Gerade habe ich von den Drohungen Gheddafis gehört, die Flüchtlinge ungehindert nach Europa zu lassen, wenn die EU weiterhin Solidarität mit den Protestierenden bekünde. Und, welche Überraschung, mehrere EU Aussen-Minister haben gar nicht auf diese Worte reagiert! Aber grosse Besorgnis über das Horror-Szenario einer Islamischen Abspaltung der östlichen Landesteile (die am Nächsten zu Europa liegen), diese wurden sofort geäussert. Auch die Sorge über die Versorgungs-Probleme bei Öl und Gas wurde zum Ausdruck gebracht. Als ob die Menschen die auf den Gheddafi-Clan folgen würden nicht grösstes Interesse daran haben würden, genau das selbe Geschäft weiter zu führen, was unglaubliches Reichtum für einige Wenige ins Land gespült hat. Das Reichtum nämlich, was die westliche Welt bereit gewesen ist, einer absolut skrupellosen und menschen-verachtenden Diktatur wie die Libysche zukommen zu lassen, um das eigene Reichtum abzusichern.
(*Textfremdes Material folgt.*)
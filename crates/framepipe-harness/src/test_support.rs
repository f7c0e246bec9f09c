use std::ops::Range;
use std::path::PathBuf;

use framepipe_frame::{build_frame, Pattern};
use rand::SeedableRng;
use rand_chacha::ChaCha8Rng;

pub(crate) fn unique_temp_dir(tag: &str) -> PathBuf {
    let dir = std::env::temp_dir().join(format!(
        "framepipe-{tag}-{}-{}",
        std::process::id(),
        std::time::SystemTime::now()
            .duration_since(std::time::UNIX_EPOCH)
            .expect("time should be after epoch")
            .as_nanos()
    ));
    std::fs::create_dir_all(&dir).expect("temp dir should be creatable");
    dir
}

/// Incrementing-pattern frames for `seqs`, back to back.
pub(crate) fn record_bytes(seqs: Range<i32>, body_len: usize) -> Vec<u8> {
    let mut rng = ChaCha8Rng::seed_from_u64(0);
    let mut out = Vec::new();
    for seq in seqs {
        let frame = build_frame(body_len, seq, Pattern::Incrementing, &mut rng)
            .expect("frame should build");
        out.extend_from_slice(&frame);
    }
    out
}
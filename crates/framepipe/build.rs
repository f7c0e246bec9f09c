fn main() {
    if let Ok(target) = std::env::var("TARGET") {
        println!("cargo:rustc-env=FRAMEPIPE_BUILD_TARGET={target}");
    }
    println!("cargo:rerun-if-env-changed=TARGET");
}
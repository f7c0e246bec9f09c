//! Body fill patterns.

use serde::{Deserialize, Serialize};

use crate::error::FrameError;

/// Body-fill algorithm selected by a frame's pattern field.
#[derive(Debug, Clone, Copy, PartialEq, Eq, Hash, Default, Serialize, Deserialize)]
#[serde(rename_all = "snake_case")]
#[repr(i32)]
pub enum Pattern {
    /// Every body byte is `0x00`.
    Zero = 0,
    /// Every body byte is `0x01`.
    One = 1,
    /// Every body byte is `0xCC`.
    AlternatingBits = 2,
    /// Byte at body offset `i` is `i mod 256`.
    #[default]
    Incrementing = 3,
    /// Uniform random bytes; the header carries their signed sum.
    Random = 4,
}

impl Pattern {
    /// Every pattern, in wire-value order.
    pub const ALL: [Pattern; 5] = [
        Pattern::Zero,
        Pattern::One,
        Pattern::AlternatingBits,
        Pattern::Incrementing,
        Pattern::Random,
    ];

    /// Wire value of this pattern.
    pub fn as_i32(self) -> i32 {
        self as i32
    }

    /// Human-readable name.
    pub fn name(self) -> &'static str {
        match self {
            Pattern::Zero => "zero",
            Pattern::One => "one",
            Pattern::AlternatingBits => "alternating_bits",
            Pattern::Incrementing => "incrementing",
            Pattern::Random => "random",
        }
    }

    /// Expected byte at body offset `index`, or `None` for [`Pattern::Random`].
    pub fn expected_byte(self, index: usize) -> Option<u8> {
        match self {
            Pattern::Zero => Some(0x00),
            Pattern::One => Some(0x01),
            Pattern::AlternatingBits => Some(0xCC),
            Pattern::Incrementing => Some((index % 256) as u8),
            Pattern::Random => None,
        }
    }
}

impl TryFrom<i32> for Pattern {
    type Error = FrameError;

    fn try_from(value: i32) -> Result<Self, Self::Error> {
        match value {
            0 => Ok(Pattern::Zero),
            1 => Ok(Pattern::One),
            2 => Ok(Pattern::AlternatingBits),
            3 => Ok(Pattern::Incrementing),
            4 => Ok(Pattern::Random),
            other => Err(FrameError::UnknownPattern(other)),
        }
    }
}

impl std::fmt::Display for Pattern {
    fn fmt(&self, f: &mut std::fmt::Formatter<'_>) -> std::fmt::Result {
        f.write_str(self.name())
    }
}
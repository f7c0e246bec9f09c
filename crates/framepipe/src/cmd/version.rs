use framepipe_frame::{DEFAULT_BUFFER_CAPACITY, HEADER_LEN};

use crate::cmd::VersionArgs;
use crate::exit::{CliResult, SUCCESS};

pub fn run(args: VersionArgs) -> CliResult<i32> {
    if !args.extended {
        println!("framepipe {}", env!("CARGO_PKG_VERSION"));
        return Ok(SUCCESS);
    }

    println!("name: framepipe");
    println!("version: {}", env!("CARGO_PKG_VERSION"));
    println!("target: {}", option_env!("FRAMEPIPE_BUILD_TARGET").unwrap_or("unknown"));
    println!("target_os: {}", std::env::consts::OS);
    println!("target_arch: {}", std::env::consts::ARCH);
    println!(
        "rustc: {}",
        option_env!("RUSTC_VERSION").unwrap_or("unknown")
    );
    println!("git_hash: {}", option_env!("GIT_HASH").unwrap_or("unknown"));
    println!("frame_header_len: {HEADER_LEN}");
    println!("default_buffer_capacity: {DEFAULT_BUFFER_CAPACITY}");

    Ok(SUCCESS)
}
Gott sei Dank, konnte man genügend Druck auf Mubarak ausüben, um zu vermeiden dass er aus Helikoptern heraus in die Menge schiessen liess. Doch wer wird Gheddafi daran hindern, dies weiterhin zu tun? Der UN-Menschenrechtsrat? Oder wird Gheddafi dort sein Veto einlegen, ganz demokratisch...?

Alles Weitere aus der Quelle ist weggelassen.